Word for word, print every entry below.

* _SOURCE DATA_
────

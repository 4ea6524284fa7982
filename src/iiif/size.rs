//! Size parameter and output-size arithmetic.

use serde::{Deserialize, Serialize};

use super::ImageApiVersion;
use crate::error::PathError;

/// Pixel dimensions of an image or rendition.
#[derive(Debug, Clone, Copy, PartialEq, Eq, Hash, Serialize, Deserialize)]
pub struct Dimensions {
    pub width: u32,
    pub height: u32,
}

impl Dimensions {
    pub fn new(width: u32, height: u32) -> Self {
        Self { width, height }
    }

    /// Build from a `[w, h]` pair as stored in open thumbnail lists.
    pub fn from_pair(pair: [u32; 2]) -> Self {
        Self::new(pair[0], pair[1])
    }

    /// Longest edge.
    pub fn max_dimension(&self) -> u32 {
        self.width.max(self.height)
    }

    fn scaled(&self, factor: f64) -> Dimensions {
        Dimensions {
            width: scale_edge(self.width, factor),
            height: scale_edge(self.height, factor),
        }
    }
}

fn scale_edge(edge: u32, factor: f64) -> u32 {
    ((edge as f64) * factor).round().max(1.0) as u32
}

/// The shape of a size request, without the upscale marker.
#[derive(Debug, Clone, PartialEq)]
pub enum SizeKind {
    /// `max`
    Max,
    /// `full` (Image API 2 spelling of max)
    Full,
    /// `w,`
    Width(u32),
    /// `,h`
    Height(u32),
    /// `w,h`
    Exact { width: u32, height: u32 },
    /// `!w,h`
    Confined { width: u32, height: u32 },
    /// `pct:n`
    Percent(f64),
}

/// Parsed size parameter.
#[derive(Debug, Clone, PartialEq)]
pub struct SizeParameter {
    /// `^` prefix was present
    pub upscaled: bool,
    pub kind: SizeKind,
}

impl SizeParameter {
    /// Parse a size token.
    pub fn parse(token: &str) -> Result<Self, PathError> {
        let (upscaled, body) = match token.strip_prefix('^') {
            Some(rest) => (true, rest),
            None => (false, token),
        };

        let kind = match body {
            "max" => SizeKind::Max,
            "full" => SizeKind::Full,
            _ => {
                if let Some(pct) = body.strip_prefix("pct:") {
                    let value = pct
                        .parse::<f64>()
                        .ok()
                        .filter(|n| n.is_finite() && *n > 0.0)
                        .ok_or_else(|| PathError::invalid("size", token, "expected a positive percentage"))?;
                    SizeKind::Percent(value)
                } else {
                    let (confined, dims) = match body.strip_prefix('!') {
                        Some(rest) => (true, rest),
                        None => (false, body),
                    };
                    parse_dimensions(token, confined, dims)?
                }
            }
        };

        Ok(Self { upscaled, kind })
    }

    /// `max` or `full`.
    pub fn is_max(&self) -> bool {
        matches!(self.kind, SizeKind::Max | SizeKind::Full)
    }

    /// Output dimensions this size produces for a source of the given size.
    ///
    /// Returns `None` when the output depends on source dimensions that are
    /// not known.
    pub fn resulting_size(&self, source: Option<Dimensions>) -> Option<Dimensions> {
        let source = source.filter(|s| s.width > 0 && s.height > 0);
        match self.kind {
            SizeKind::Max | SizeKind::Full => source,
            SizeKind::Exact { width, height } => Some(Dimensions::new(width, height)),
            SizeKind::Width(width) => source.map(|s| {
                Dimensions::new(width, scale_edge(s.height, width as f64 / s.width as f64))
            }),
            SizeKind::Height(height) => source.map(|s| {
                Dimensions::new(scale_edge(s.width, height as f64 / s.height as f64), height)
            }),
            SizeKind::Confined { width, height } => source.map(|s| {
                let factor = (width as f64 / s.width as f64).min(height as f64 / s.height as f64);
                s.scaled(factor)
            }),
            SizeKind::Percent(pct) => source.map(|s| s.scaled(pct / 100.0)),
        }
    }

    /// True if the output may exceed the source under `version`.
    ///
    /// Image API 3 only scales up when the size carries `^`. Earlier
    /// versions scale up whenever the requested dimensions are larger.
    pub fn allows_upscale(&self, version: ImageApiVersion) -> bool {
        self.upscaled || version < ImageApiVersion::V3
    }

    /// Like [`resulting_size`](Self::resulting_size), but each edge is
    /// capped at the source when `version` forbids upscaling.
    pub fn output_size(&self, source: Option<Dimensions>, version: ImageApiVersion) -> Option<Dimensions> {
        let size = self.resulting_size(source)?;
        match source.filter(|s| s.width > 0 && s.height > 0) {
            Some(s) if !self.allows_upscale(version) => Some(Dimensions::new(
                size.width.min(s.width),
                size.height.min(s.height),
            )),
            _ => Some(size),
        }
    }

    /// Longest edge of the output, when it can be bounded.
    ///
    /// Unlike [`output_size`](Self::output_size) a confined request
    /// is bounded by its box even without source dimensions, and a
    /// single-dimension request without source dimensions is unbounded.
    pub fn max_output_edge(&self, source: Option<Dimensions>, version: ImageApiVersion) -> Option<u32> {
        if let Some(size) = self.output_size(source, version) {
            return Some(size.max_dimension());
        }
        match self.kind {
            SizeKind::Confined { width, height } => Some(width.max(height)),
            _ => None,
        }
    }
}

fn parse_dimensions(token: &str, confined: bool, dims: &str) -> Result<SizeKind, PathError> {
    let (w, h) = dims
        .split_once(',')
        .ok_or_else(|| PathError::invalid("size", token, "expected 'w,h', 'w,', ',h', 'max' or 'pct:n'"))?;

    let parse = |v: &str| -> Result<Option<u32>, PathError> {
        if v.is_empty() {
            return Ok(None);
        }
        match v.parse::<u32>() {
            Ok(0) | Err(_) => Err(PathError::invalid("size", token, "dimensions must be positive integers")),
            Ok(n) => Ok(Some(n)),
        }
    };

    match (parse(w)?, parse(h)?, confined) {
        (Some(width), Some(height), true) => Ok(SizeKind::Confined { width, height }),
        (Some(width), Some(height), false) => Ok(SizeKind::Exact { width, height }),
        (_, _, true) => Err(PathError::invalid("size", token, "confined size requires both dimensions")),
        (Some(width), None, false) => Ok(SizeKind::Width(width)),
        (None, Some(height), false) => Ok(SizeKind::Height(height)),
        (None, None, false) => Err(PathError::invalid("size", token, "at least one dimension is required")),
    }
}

────

* _COMPLETED EXERCISE_
repository 4ea6524284fa7982
filename src/iiif/size.rs
//! Size parameter and output-size arithmetic.

use serde::{Deserialize, Serialize};

use super::ImageApiVersion;
use crate::error::PathError;

/// Pixel dimensions of an image or rendition.
#[derive(Debug, Clone, Copy, PartialEq, Eq, Hash, Serialize, Deserialize)]
pub struct Dimensions {
    pub width: u32,
    pub height: u32,
}

impl Dimensions {
    pub fn new(width: u32, height: u32) -> Self {
        Self { width, height }
    }

    /// Build from a `[w, h]` pair as stored in open thumbnail lists.
    pub fn from_pair(pair: [u32; 2]) -> Self {
        Self::new(pair[0], pair[1])
    }

    /// Longest edge.
    pub fn max_dimension(&self) -> u32 {
        self.width.max(self.height)
    }

    fn scaled(&self, factor: f64) -> Dimensions {
        Dimensions {
            width: scale_edge(self.width, factor),
            height: scale_edge(self.height, factor),
        }
    }
}

fn scale_edge(edge: u32, factor: f64) -> u32 {
    ((edge as f64) * factor).round().max(1.0) as u32
}

/// The shape of a size request, without the upscale marker.
#[derive(Debug, Clone, PartialEq)]
pub enum SizeKind {
    /// `max`
    Max,
    /// `full` (Image API 2 spelling of max)
    Full,
    /// `w,`
    Width(u32),
    /// `,h`
    Height(u32),
    /// `w,h`
    Exact { width: u32, height: u32 },
    /// `!w,h`
    Confined { width: u32, height: u32 },
    /// `pct:n`
    Percent(f64),
}

/// Parsed size parameter.
#[derive(Debug, Clone, PartialEq)]
pub struct SizeParameter {
    /// `^` prefix was present
    pub upscaled: bool,
    pub kind: SizeKind,
}

impl SizeParameter {
    /// Parse a size token.
    pub fn parse(token: &str) -> Result<Self, PathError> {
        let (upscaled, body) = match token.strip_prefix('^') {
            Some(rest) => (true, rest),
            None => (false, token),
        };

        let kind = match body {
            "max" => SizeKind::Max,
            "full" => SizeKind::Full,
            _ => {
                if let Some(pct) = body.strip_prefix("pct:") {
                    let value = pct
                        .parse::<f64>()
                        .ok()
                        .filter(|n| n.is_finite() && *n > 0.0)
                        .ok_or_else(|| PathError::invalid("size", token, "expected a positive percentage"))?;
                    SizeKind::Percent(value)
                } else {
                    let (confined, dims) = match body.strip_prefix('!') {
                        Some(rest) => (true, rest),
                        None => (false, body),
                    };
                    parse_dimensions(token, confined, dims)?
                }
            }
        };

        Ok(Self { upscaled, kind })
    }

    /// `max` or `full`.
    pub fn is_max(&self) -> bool {
        matches!(self.kind, SizeKind::Max | SizeKind::Full)
    }

    /// Output dimensions this size produces for a source of the given size.
    ///
    /// Returns `None` when the output depends on source dimensions that are
    /// not known.
    pub fn resulting_size(&self, source: Option<Dimensions>) -> Option<Dimensions> {
        let source = source.filter(|s| s.width > 0 && s.height > 0);
        match self.kind {
            SizeKind::Max | SizeKind::Full => source,
            SizeKind::Exact { width, height } => Some(Dimensions::new(width, height)),
            SizeKind::Width(width) => source.map(|s| {
                Dimensions::new(width, scale_edge(s.height, width as f64 / s.width as f64))
            }),
            SizeKind::Height(height) => source.map(|s| {
                Dimensions::new(scale_edge(s.width, height as f64 / s.height as f64), height)
            }),
            SizeKind::Confined { width, height } => source.map(|s| {
                let factor = (width as f64 / s.width as f64).min(height as f64 / s.height as f64);
                s.scaled(factor)
            }),
            SizeKind::Percent(pct) => source.map(|s| s.scaled(pct / 100.0)),
        }
    }

    /// True if the output may exceed the source under `version`.
    ///
    /// Image API 3 only scales up when the size carries `^`. Earlier
    /// versions scale up whenever the requested dimensions are larger.
    pub fn allows_upscale(&self, version: ImageApiVersion) -> bool {
        self.upscaled || version < ImageApiVersion::V3
    }

    /// Like [`resulting_size`](Self::resulting_size), but each edge is
    /// capped at the source when `version` forbids upscaling.
    pub fn output_size(&self, source: Option<Dimensions>, version: ImageApiVersion) -> Option<Dimensions> {
        let size = self.resulting_size(source)?;
        match source.filter(|s| s.width > 0 && s.height > 0) {
            Some(s) if !self.allows_upscale(version) => Some(Dimensions::new(
                size.width.min(s.width),
                size.height.min(s.height),
            )),
            _ => Some(size),
        }
    }

    /// Longest edge of the output, when it can be bounded.
    ///
    /// Unlike [`output_size`](Self::output_size) a confined request
    /// is bounded by its box even without source dimensions, and a
    /// single-dimension request without source dimensions is unbounded.
    pub fn max_output_edge(&self, source: Option<Dimensions>, version: ImageApiVersion) -> Option<u32> {
        if let Some(size) = self.output_size(source, version) {
            return Some(size.max_dimension());
        }
        match self.kind {
            SizeKind::Confined { width, height } => Some(width.max(height)),
            _ => None,
        }
    }
}

fn parse_dimensions(token: &str, confined: bool, dims: &str) -> Result<SizeKind, PathError> {
    let (w, h) = dims
        .split_once(',')
        .ok_or_else(|| PathError::invalid("size", token, "expected 'w,h', 'w,', ',h', 'max' or 'pct:n'"))?;

    let parse = |v: &str| -> Result<Option<u32>, PathError> {
        if v.is_empty() {
            return Ok(None);
        }
        match v.parse::<u32>() {
            Ok(0) | Err(_) => Err(PathError::invalid("size", token, "dimensions must be positive integers")),
            Ok(n) => Ok(Some(n)),
        }
    };

    match (parse(w)?, parse(h)?, confined) {
        (Some(width), Some(height), true) => Ok(SizeKind::Confined { width, height }),
        (Some(width), Some(height), false) => Ok(SizeKind::Exact { width, height }),
        (_, _, true) => Err(PathError::invalid("size", token, "confined size requires both dimensions")),
        (Some(width), None, false) => Ok(SizeKind::Width(width)),
        (None, Some(height), false) => Ok(SizeKind::Height(height)),
        (None, None, false) => Err(PathError::invalid("size", token, "at least one dimension is required")),
    }
}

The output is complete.